→ Activity:
Before answering, work out how many lines below contain the string "crate"; the reply is that number alone.

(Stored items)

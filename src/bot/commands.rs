// src/bot/commands.rs - Command table and dispatch to engine operations

use log::{debug, info};
use regex::Regex;
use std::sync::Arc;

use crate::bot::clock::Clock;
use crate::bot::engine::ModerationEngine;
use crate::bot::leaderboard::{ConfirmOutcome, Leaderboard, PointsOutcome};
use crate::config::BotConfig;
use crate::store::UserRecordStore;
use crate::types::{BotError, BotResult, ChatMessage, MuteDuration, UserRecord};

/// Everything a command handler may touch
#[derive(Debug, Clone, Copy, PartialEq, Eq)]
enum CommandKind {
    Info,
    Warn,
    Mute,
    Unmute,
    Ban,
    Unban,
    Stats,
    TopChatters,
    AddPoints,
    Rename,
    RemoveUser,
    Top,
    List,
    Help,
}

struct CommandSpec {
    name: &'static str,
    admin_only: bool,
    kind: CommandKind,
}

/// The full command surface; routing and admin gating read this table so no
/// handler re-derives either
const COMMANDS: &[CommandSpec] = &[
    CommandSpec { name: "info", admin_only: false, kind: CommandKind::Info },
    CommandSpec { name: "warn", admin_only: true, kind: CommandKind::Warn },
    CommandSpec { name: "mute", admin_only: true, kind: CommandKind::Mute },
    CommandSpec { name: "unmute", admin_only: true, kind: CommandKind::Unmute },
    CommandSpec { name: "ban", admin_only: true, kind: CommandKind::Ban },
    CommandSpec { name: "unban", admin_only: true, kind: CommandKind::Unban },
    CommandSpec { name: "stats", admin_only: true, kind: CommandKind::Stats },
    CommandSpec { name: "topchatters", admin_only: true, kind: CommandKind::TopChatters },
    CommandSpec { name: "addpoints", admin_only: true, kind: CommandKind::AddPoints },
    CommandSpec { name: "rename", admin_only: true, kind: CommandKind::Rename },
    CommandSpec { name: "removeuser", admin_only: true, kind: CommandKind::RemoveUser },
    CommandSpec { name: "top", admin_only: false, kind: CommandKind::Top },
    CommandSpec { name: "list", admin_only: false, kind: CommandKind::List },
    CommandSpec { name: "help", admin_only: false, kind: CommandKind::Help },
];

/// Routes command text to engine/leaderboard operations and renders replies
pub struct CommandDispatcher<C: Clock> {
    engine: Arc<ModerationEngine<C>>,
    store: Arc<dyn UserRecordStore>,
    board: Arc<Leaderboard>,
    config: Arc<BotConfig>,
    clock: C,
}

impl<C: Clock> CommandDispatcher<C> {
    pub fn new(
        engine: Arc<ModerationEngine<C>>,
        store: Arc<dyn UserRecordStore>,
        board: Arc<Leaderboard>,
        config: Arc<BotConfig>,
        clock: C,
    ) -> Self {
        Self {
            engine,
            store,
            board,
            config,
            clock,
        }
    }

    /// Handle one inbound message. Returns the reply text, or None when the
    /// message is neither a command nor a pending confirmation answer.
    pub async fn handle(&self, message: &ChatMessage) -> Option<String> {
        if message.is_command() {
            return Some(self.dispatch(message).await);
        }
        self.handle_confirmation(message).await
    }

    async fn dispatch(&self, message: &ChatMessage) -> String {
        let without_slash = &message.content[1..];
        let mut parts = without_slash.splitn(2, char::is_whitespace);
        let word = parts.next().unwrap_or_default();
        // Group chats address commands as /cmd@botname
        let name = word.split('@').next().unwrap_or(word).to_lowercase();
        let args = parts.next().unwrap_or("").trim();

        let Some(spec) = COMMANDS.iter().find(|spec| spec.name == name) else {
            debug!("Unknown command '{}' from user {}", name, message.user_id);
            return format!("⚠️ Unknown command /{name}. See /help.");
        };

        if spec.admin_only && !self.config.is_admin(message.user_id) {
            return "❌ You don't have permission to use this command.".to_string();
        }

        info!("Command /{} from user {}", spec.name, message.user_id);
        match self.run(spec.kind, message, args).await {
            Ok(reply) => reply,
            Err(e) => render_error(&e),
        }
    }

    async fn run(&self, kind: CommandKind, message: &ChatMessage, args: &str) -> BotResult<String> {
        match kind {
            CommandKind::Info => self.cmd_info(message, args).await,
            CommandKind::Warn => self.cmd_warn(message, args).await,
            CommandKind::Mute => self.cmd_mute(args).await,
            CommandKind::Unmute => self.cmd_unmute(args).await,
            CommandKind::Ban => self.cmd_ban(args).await,
            CommandKind::Unban => self.cmd_unban(args).await,
            CommandKind::Stats => self.cmd_stats().await,
            CommandKind::TopChatters => self.cmd_top_chatters(args).await,
            CommandKind::AddPoints => self.cmd_add_points(message, args).await,
            CommandKind::Rename => self.cmd_rename(args).await,
            CommandKind::RemoveUser => self.cmd_remove_user(args).await,
            CommandKind::Top => self.cmd_top(args).await,
            CommandKind::List => self.cmd_list().await,
            CommandKind::Help => Ok(help_text()),
        }
    }

    /// Non-command text only matters as a yes/no answer to a pending
    /// leaderboard entry creation from the same admin
    async fn handle_confirmation(&self, message: &ChatMessage) -> Option<String> {
        if !self.board.has_pending(message.user_id).await {
            return None;
        }
        let accept = match message.content.trim().to_lowercase().as_str() {
            "yes" => true,
            "no" => false,
            _ => return Some("⚠️ Please reply with \"yes\" or \"no\".".to_string()),
        };
        match self.board.confirm_pending(message.user_id, accept).await {
            Ok(ConfirmOutcome::Created { name, points }) => {
                Some(format!("✅ New entry created: {name} with {points} points."))
            }
            Ok(ConfirmOutcome::Cancelled) => Some("❌ Update canceled.".to_string()),
            Ok(ConfirmOutcome::NothingPending) => None,
            Err(e) => Some(render_error(&e)),
        }
    }

    async fn resolve_user(&self, raw: &str) -> BotResult<UserRecord> {
        let name = raw.trim().trim_start_matches('@');
        if name.is_empty() {
            return Err(BotError::Validation("please specify a username".to_string()));
        }
        self.store
            .find_by_username(name)
            .await?
            .ok_or_else(|| BotError::NotFound(name.to_string()))
    }

    async fn cmd_info(&self, message: &ChatMessage, args: &str) -> BotResult<String> {
        let target = if args.is_empty() {
            message.username.clone().ok_or_else(|| {
                BotError::Validation("you have no username; specify one explicitly".to_string())
            })?
        } else {
            args.to_string()
        };

        let record = self.resolve_user(&target).await?;
        let muted = self.engine.is_muted(record.user_id).await?;
        Ok(format!(
            "👤 {} - Messages: {}, Warnings: {}, Muted: {}",
            record.username.as_deref().unwrap_or("<unknown>"),
            record.message_count,
            record.warning_count,
            muted
        ))
    }

    async fn cmd_warn(&self, message: &ChatMessage, args: &str) -> BotResult<String> {
        let mut parts = args.splitn(2, char::is_whitespace);
        let target = parts.next().unwrap_or_default();
        let reason = parts.next().map(str::trim).filter(|r| !r.is_empty());

        let record = self.resolve_user(target).await?;
        let outcome = self
            .engine
            .warn_user(record.user_id, reason, message.user_id)
            .await?;

        Ok(if outcome.escalated {
            let until = outcome.mute_until.expect("escalation carries a mute window");
            format!(
                "⚠️ {target} warned (total: {}). Auto-muted until {}.",
                outcome.warning_count,
                until.format("%Y-%m-%d %H:%M UTC")
            )
        } else {
            format!("⚠️ {target} warned (total: {}).", outcome.warning_count)
        })
    }

    async fn cmd_mute(&self, args: &str) -> BotResult<String> {
        let mut parts = args.split_whitespace();
        let target = parts.next().unwrap_or_default();
        let duration = match parts.next() {
            Some(token) => MuteDuration::parse(token)?,
            None => MuteDuration::minutes(self.config.default_mute_minutes),
        };

        let record = self.resolve_user(target).await?;
        let until = self.engine.mute_user(record.user_id, duration).await?;
        Ok(format!(
            "🔇 {target} muted until {}.",
            until.format("%Y-%m-%d %H:%M UTC")
        ))
    }

    async fn cmd_unmute(&self, args: &str) -> BotResult<String> {
        let record = self.resolve_user(args).await?;
        self.engine.unmute_user(record.user_id).await?;
        Ok(format!("🔊 {} has been unmuted.", args.trim()))
    }

    async fn cmd_ban(&self, args: &str) -> BotResult<String> {
        let record = self.resolve_user(args).await?;
        self.engine.ban_user(record.user_id).await?;
        Ok(format!("🔨 {} has been banned.", args.trim()))
    }

    async fn cmd_unban(&self, args: &str) -> BotResult<String> {
        let record = self.resolve_user(args).await?;
        self.engine.unban_user(record.user_id).await?;
        Ok(format!("✅ {} has been unbanned.", args.trim()))
    }

    async fn cmd_stats(&self) -> BotResult<String> {
        let stats = self.store.stats(self.clock.now()).await?;
        Ok(format!(
            "📊 Users: {} | Messages: {} | Warnings: {} | Currently muted: {}",
            stats.total_users, stats.total_messages, stats.total_warnings, stats.muted_users
        ))
    }

    async fn cmd_top_chatters(&self, args: &str) -> BotResult<String> {
        let limit = parse_limit(args, self.config.top_chatters_limit)?;
        let records = self.store.top_by_message_count(limit).await?;
        if records.is_empty() {
            return Ok("No messages tracked yet.".to_string());
        }
        let mut text = format!("💬 Top {limit} chatters:\n\n");
        for (index, record) in records.iter().enumerate() {
            text.push_str(&format!(
                "{}. {}: {}\n",
                index + 1,
                record.username.as_deref().unwrap_or("<unknown>"),
                record.message_count
            ));
        }
        Ok(text)
    }

    async fn cmd_add_points(&self, message: &ChatMessage, args: &str) -> BotResult<String> {
        let (name, delta) = parse_points_args(args)?;
        match self.board.add_points(message.user_id, &name, delta).await? {
            PointsOutcome::Updated { name, total } => Ok(format!(
                "✅ {name} updated by {}{delta} points (now {total}).",
                if delta > 0.0 { "+" } else { "" }
            )),
            PointsOutcome::NeedsConfirmation { name, delta } => Ok(format!(
                "⚠️ {name} does not exist. Create new entry with {delta} points? Reply with \"yes\" or \"no\"."
            )),
        }
    }

    async fn cmd_rename(&self, args: &str) -> BotResult<String> {
        let (old_name, new_name) = args
            .split_once(',')
            .map(|(a, b)| (a.trim(), b.trim()))
            .filter(|(a, b)| !a.is_empty() && !b.is_empty())
            .ok_or_else(|| {
                BotError::Validation("use: /rename old_name, new_name".to_string())
            })?;
        self.board.rename(old_name, new_name).await?;
        Ok(format!("✅ Renamed \"{old_name}\" to \"{new_name}\"."))
    }

    async fn cmd_remove_user(&self, args: &str) -> BotResult<String> {
        let name = args.trim();
        if name.is_empty() {
            return Err(BotError::Validation("use: /removeuser name".to_string()));
        }
        self.board.remove(name).await?;
        Ok(format!("✅ Deleted entry \"{name}\"."))
    }

    async fn cmd_top(&self, args: &str) -> BotResult<String> {
        let limit = parse_limit(args, 10)?;
        let entries = self.board.top(limit).await?;
        let total = self.board.list().await?.len();
        Ok(self
            .board
            .render(&entries, &format!("Top {limit}"), entries.len() < total))
    }

    async fn cmd_list(&self) -> BotResult<String> {
        let entries = self.board.list().await?;
        Ok(self.board.render(&entries, "Full points list", false))
    }
}

fn parse_limit(args: &str, default: usize) -> BotResult<usize> {
    if args.is_empty() {
        return Ok(default);
    }
    let limit: usize = args
        .parse()
        .map_err(|_| BotError::Validation(format!("'{args}' is not a number")))?;
    if limit == 0 {
        return Err(BotError::Validation("limit must be positive".to_string()));
    }
    Ok(limit)
}

/// Split `/addpoints <name> <±delta>` args; the name may contain spaces
fn parse_points_args(args: &str) -> BotResult<(String, f64)> {
    let re = Regex::new(r"^(.+?)\s+([-+]?[0-9]+(?:\.[0-9]+)?)$").expect("points grammar is valid");
    let caps = re
        .captures(args.trim())
        .ok_or_else(|| BotError::Validation("use: /addpoints name +/-points".to_string()))?;
    let delta: f64 = caps[2]
        .parse()
        .map_err(|_| BotError::Validation("points delta is out of range".to_string()))?;
    Ok((caps[1].trim().to_string(), delta))
}

fn render_error(error: &BotError) -> String {
    match error {
        BotError::NotFound(name) => format!("❌ User \"{name}\" not found."),
        BotError::Validation(msg) => format!("⚠️ {msg}"),
        BotError::Permission(msg) => format!("❌ {msg}"),
        BotError::Storage(_) | BotError::Conflict | BotError::Platform(_) => {
            "❌ Something went wrong. Check the bot logs.".to_string()
        }
    }
}

fn help_text() -> String {
    let mut text = String::from("🟢 Available commands:\n\n");
    text.push_str("/top [n] — top points entries (default 10)\n");
    text.push_str("/list — the full points list\n");
    text.push_str("/info [username] — message and warning counters\n");
    text.push_str("/help — this message\n");
    text.push_str("\n🔒 Admin commands:\n\n");
    text.push_str("/addpoints name +/-points — adjust an entry\n");
    text.push_str("/rename old_name, new_name — rename an entry\n");
    text.push_str("/removeuser name — delete an entry\n");
    text.push_str("/warn username [reason] — warn a user\n");
    text.push_str("/mute username [10m|2h|1d] — mute (default 60 minutes)\n");
    text.push_str("/unmute username — lift a mute\n");
    text.push_str("/ban username | /unban username\n");
    text.push_str("/stats — chat statistics\n");
    text.push_str("/topchatters [n] — most active users\n");
    text
}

→ Task solution:
6